One big hurdle I faced is the size of the biomedical data parsed. I was feared that the parser would not efficiently run on the entire dataset, so I took a sample of the sentences and this is the output I fed to the next member of my team. From the sample output, my team mate was able to continue the pipeline and get the desired results. After the pipeline is validated, only then did I run it on the entire dataset. I think this was a good approach as iterative unit testing makes the workflow lean and manageable. Moving forward, we need AWS because some sentences are too long to use the PCFG grammar to parse.
Because it did not run on some sentences that are too long, I thought it would be helpful to visualize the token lengths of the sentences in this biomedical corpus - hopefully when we use AWS services the Stanford parser will work on the entire dataset:
Here we can see that most of the sentences have a token length of less than 50, but ultimately there is a right skew in the distribution and the sentences that are lengthier are what the parser has trouble with.
Another hurdle I faced was getting familiar with the Github integration to keep good track of the entire group’s repository and versions.
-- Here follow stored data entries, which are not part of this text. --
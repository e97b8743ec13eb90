//! Sync command integration tests.

use predicates::prelude::*;

use super::common::{STAGE_DEV, TestEnv};

const STAGE_PROD: &str = "kind: KeptnStage\nmetadata:\n  name: prod\nspec:\n  project: shop\n";

#[test]
fn sync_unknown_repository_warns() {
  let env = TestEnv::new();

  env
    .kgitops_cmd()
    .arg("sync")
    .arg("missing")
    .assert()
    .success()
    .stderr(predicate::str::contains("No repository named missing"));
}

#[test]
fn sync_applies_one_creation_per_pass() {
  let env = TestEnv::new();
  let source = env.source_repo("source", &[(".keptn/dev.yaml", STAGE_DEV), (".keptn/prod.yaml", STAGE_PROD)]);
  env.register("shop", &source);

  env
    .kgitops_cmd()
    .args(["sync", "shop"])
    .assert()
    .success()
    .stdout(predicate::str::contains("Created KeptnStage/dev"));

  env
    .kgitops_cmd()
    .args(["sync", "shop"])
    .assert()
    .success()
    .stdout(predicate::str::contains("Created KeptnStage/prod"));

  env
    .kgitops_cmd()
    .args(["sync", "shop"])
    .assert()
    .success()
    .stdout(predicate::str::contains("Synced shop"));

  env
    .kgitops_cmd()
    .args(["sync", "shop"])
    .assert()
    .success()
    .stdout(predicate::str::contains("up to date"));
}

#[test]
fn sync_prints_events() {
  let env = TestEnv::new();
  let source = env.source_repo("source", &[(".keptn/dev.yaml", STAGE_DEV)]);
  env.register("shop", &source);

  env
    .kgitops_cmd()
    .args(["sync", "shop"])
    .assert()
    .success()
    .stdout(predicate::str::contains("Created: Created stage dev"));
}

#[test]
fn sync_failure_is_reported_and_recorded() {
  let env = TestEnv::new();
  let missing = env.temp.path().join("does-not-exist");
  env.register("shop", &missing);

  env
    .kgitops_cmd()
    .args(["sync", "shop"])
    .assert()
    .failure()
    .stderr(predicate::str::contains("Sync of shop failed"));

  env
    .kgitops_cmd()
    .args(["--output", "json", "status", "shop"])
    .assert()
    .success()
    .stdout(predicate::str::contains("\"result\": \"Failed\""));
}

#[test]
fn sync_json_output() {
  let env = TestEnv::new();
  let source = env.source_repo("source", &[(".keptn/dev.yaml", STAGE_DEV)]);
  env.register("shop", &source);

  env
    .kgitops_cmd()
    .args(["--output", "json", "sync", "shop"])
    .assert()
    .success()
    .stdout(predicate::str::contains("\"outcome\": \"requeue\""))
    .stdout(predicate::str::contains("\"requeueAfterSecs\": 0"));
}
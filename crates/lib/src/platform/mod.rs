//! Platform-specific locations.

pub mod paths;
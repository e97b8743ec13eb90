//! HTTP client for the control plane event API.

use std::future::Future;
use std::time::Duration;

use reqwest::header::CONTENT_TYPE;
use thiserror::Error;
use tracing::{debug, info};

use super::types::{CreateEventResponse, TriggerEvent};
use crate::consts::{CLOUDEVENTS_CONTENT_TYPE, DEFAULT_AUTH_HEADER};
use crate::manifest::InstanceSpec;
use crate::secrets::{SecretDecryptor, SecretError, reveal};

#[derive(Debug, Error)]
pub enum ControlPlaneError {
  #[error("no control plane API URL configured")]
  MissingUrl,

  #[error("failed to build HTTP client: {0}")]
  Client(#[source] reqwest::Error),

  #[error("request to '{url}' failed: {source}")]
  Request {
    url: String,
    #[source]
    source: reqwest::Error,
  },

  #[error("control plane at '{url}' returned {status}: {body}")]
  Status { url: String, status: u16, body: String },

  #[error("invalid response from '{url}': {source}")]
  Response {
    url: String,
    #[source]
    source: reqwest::Error,
  },

  #[error("failed to resolve API token: {0}")]
  Secret(#[from] SecretError),
}

/// Where and how to reach the control plane.
#[derive(Clone)]
pub struct Endpoint {
  pub api_url: String,
  pub auth_header: String,
  pub token: Option<String>,
}

impl std::fmt::Debug for Endpoint {
  fn fmt(&self, f: &mut std::fmt::Formatter<'_>) -> std::fmt::Result {
    f.debug_struct("Endpoint")
      .field("api_url", &self.api_url)
      .field("auth_header", &self.auth_header)
      .field("token", &self.token.as_ref().map(|_| "<redacted>"))
      .finish()
  }
}

impl Endpoint {
  pub fn new(api_url: impl Into<String>, token: Option<String>) -> Self {
    Self {
      api_url: api_url.into(),
      auth_header: DEFAULT_AUTH_HEADER.to_string(),
      token,
    }
  }

  /// Build from an Instance record, falling back to `fallback_url` when the
  /// instance has no URL. The token is decrypted if needed.
  pub fn from_instance<D: SecretDecryptor + ?Sized>(
    instance: Option<&InstanceSpec>,
    fallback_url: Option<&str>,
    decryptor: &D,
  ) -> Result<Self, ControlPlaneError> {
    let api_url = instance
      .map(|i| i.api_url.as_str())
      .filter(|u| !u.is_empty())
      .or(fallback_url.filter(|u| !u.is_empty()))
      .ok_or(ControlPlaneError::MissingUrl)?;

    let token = match instance.and_then(|i| i.api_token.as_deref()).filter(|t| !t.is_empty()) {
      Some(token) => Some(reveal(token, decryptor)?),
      None => None,
    };

    let mut endpoint = Self::new(api_url, token);
    if let Some(header) = instance.and_then(|i| i.token_type.as_deref()).filter(|h| !h.is_empty()) {
      endpoint.auth_header = header.to_string();
    }
    Ok(endpoint)
  }

  pub fn event_url(&self) -> String {
    format!("{}/v1/event", self.api_url.trim_end_matches('/'))
  }
}

/// Sends trigger events and returns the correlation context id.
pub trait ControlPlane: Send + Sync {
  fn send_event(
    &self,
    endpoint: &Endpoint,
    event: &TriggerEvent,
  ) -> impl Future<Output = Result<String, ControlPlaneError>> + Send;
}

#[derive(Debug, Clone)]
pub struct HttpControlPlane {
  client: reqwest::Client,
}

impl HttpControlPlane {
  pub fn new(timeout: Duration) -> Result<Self, ControlPlaneError> {
    let client = reqwest::Client::builder()
      .timeout(timeout)
      .build()
      .map_err(ControlPlaneError::Client)?;
    Ok(Self { client })
  }
}

impl ControlPlane for HttpControlPlane {
  async fn send_event(&self, endpoint: &Endpoint, event: &TriggerEvent) -> Result<String, ControlPlaneError> {
    let url = endpoint.event_url();
    info!(url = %url, event_type = %event.event_type, "sending trigger event");

    let mut request = self
      .client
      .post(&url)
      .header(CONTENT_TYPE, CLOUDEVENTS_CONTENT_TYPE)
      .json(event);
    if let Some(token) = &endpoint.token {
      request = request.header(endpoint.auth_header.as_str(), token);
    }

    let response = request.send().await.map_err(|source| ControlPlaneError::Request {
      url: url.clone(),
      source,
    })?;

    let status = response.status();
    if !status.is_success() {
      let body = response.text().await.unwrap_or_default();
      return Err(ControlPlaneError::Status {
        url,
        status: status.as_u16(),
        body,
      });
    }

    let created: CreateEventResponse = response
      .json()
      .await
      .map_err(|source| ControlPlaneError::Response { url: url.clone(), source })?;
    debug!(keptn_context = %created.keptn_context, "event accepted");
    Ok(created.keptn_context)
  }
}
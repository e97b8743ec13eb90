//! Implementation of the `kgitops deliver` command.
//!
//! Copies a promoted artifact tag onto its stage branch in the project's
//! upstream repository, using the credentials of the stored Project record.

use anyhow::{Context, Result, anyhow};
use serde_json::json;

use kgitops_lib::config::Settings;
use kgitops_lib::deploy::find_project;
use kgitops_lib::manifest::ProjectSpec;
use kgitops_lib::promotion::{StageDelivery, UpstreamConfig, deliver_to_stage};

use super::{decryptor, open_store};
use crate::output::{OutputFormat, print_info, print_json, print_success, truncate_hash};

pub struct DeliverArgs {
  pub stage: String,
  pub service: String,
  pub version: String,
  pub config_version: Option<String>,
}

pub fn cmd_deliver(settings: &Settings, project: &str, args: DeliverArgs, format: OutputFormat) -> Result<()> {
  let store = open_store(settings);
  let record = find_project(store.as_ref(), project)?
    .ok_or_else(|| anyhow!("Project {project} is not in the store; sync its repository first"))?;
  let spec: ProjectSpec = record.spec_as()?;
  let upstream = UpstreamConfig::from_project(&spec, decryptor(settings)?.as_ref())
    .context("Failed to resolve upstream credentials")?
    .ok_or_else(|| anyhow!("Project {project} has no upstream repository"))?;

  let delivery = StageDelivery {
    stage: args.stage,
    service: args.service,
    version: args.version,
    config_version: args.config_version,
  };
  let tag = delivery.tag();
  let commit = deliver_to_stage(&upstream, &delivery)
    .with_context(|| format!("Failed to deliver {tag} to stage {}", delivery.stage))?;

  if format.is_json() {
    return print_json(&json!({ "project": project, "stage": delivery.stage, "tag": tag, "commit": commit }));
  }
  match commit {
    Some(commit) => print_success(&format!(
      "Delivered {tag} to {} at {}",
      delivery.stage,
      truncate_hash(&commit)
    )),
    None => print_info(&format!("Stage {} already has {tag}", delivery.stage)),
  }
  Ok(())
}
Learning the direct integration with VS Code helped me get a tremendously more efficient and team-integrated workflow. It also helped me reproduce code much easier as I could make a Utilities repo for my personal use that Collin mentioned and I find to be a brilliant idea.
- Technical Area: Unittesting, coverage, Docker, EBC Algorithm
- Tools: Better Object Oriented Design, Being able to load Docker Containers, Unit Testing with Unittest library
- Soft Skills: Leadership, Initiating Pair Programming Sessions, Explaining and Distilling Highly Technical Concepts efficiently
2. Three Achievement Highlights:
- Jython implementation running and integrated into the local system. Refactored the working repository with test code as well.
- I have learned to implement better Software Development principles such as lower coupling, lower cohesion, SOLID principles, debugging, unit testing, and using composition over inheritance in object oriented design as a machine learning engineer
- Stronger intuition of the EBC algorithm and the entire pipeline that occurs in the paper
3. Goals for Upcoming Week:
- Finish implementation of ITCC Biclustering algorithm to get co-occurance statistics
- For the supervised step, use information from the DrugBank database to create seed sets and test sets - ultimately to iterate to a minimum viable product and baseline model that represents the end-to-end pipeline
- Find out where to directly find the Dependency Matrix implementation for a comparison and to further build pipeline from there (also will need to check with Collin to see if my current implementation is correct).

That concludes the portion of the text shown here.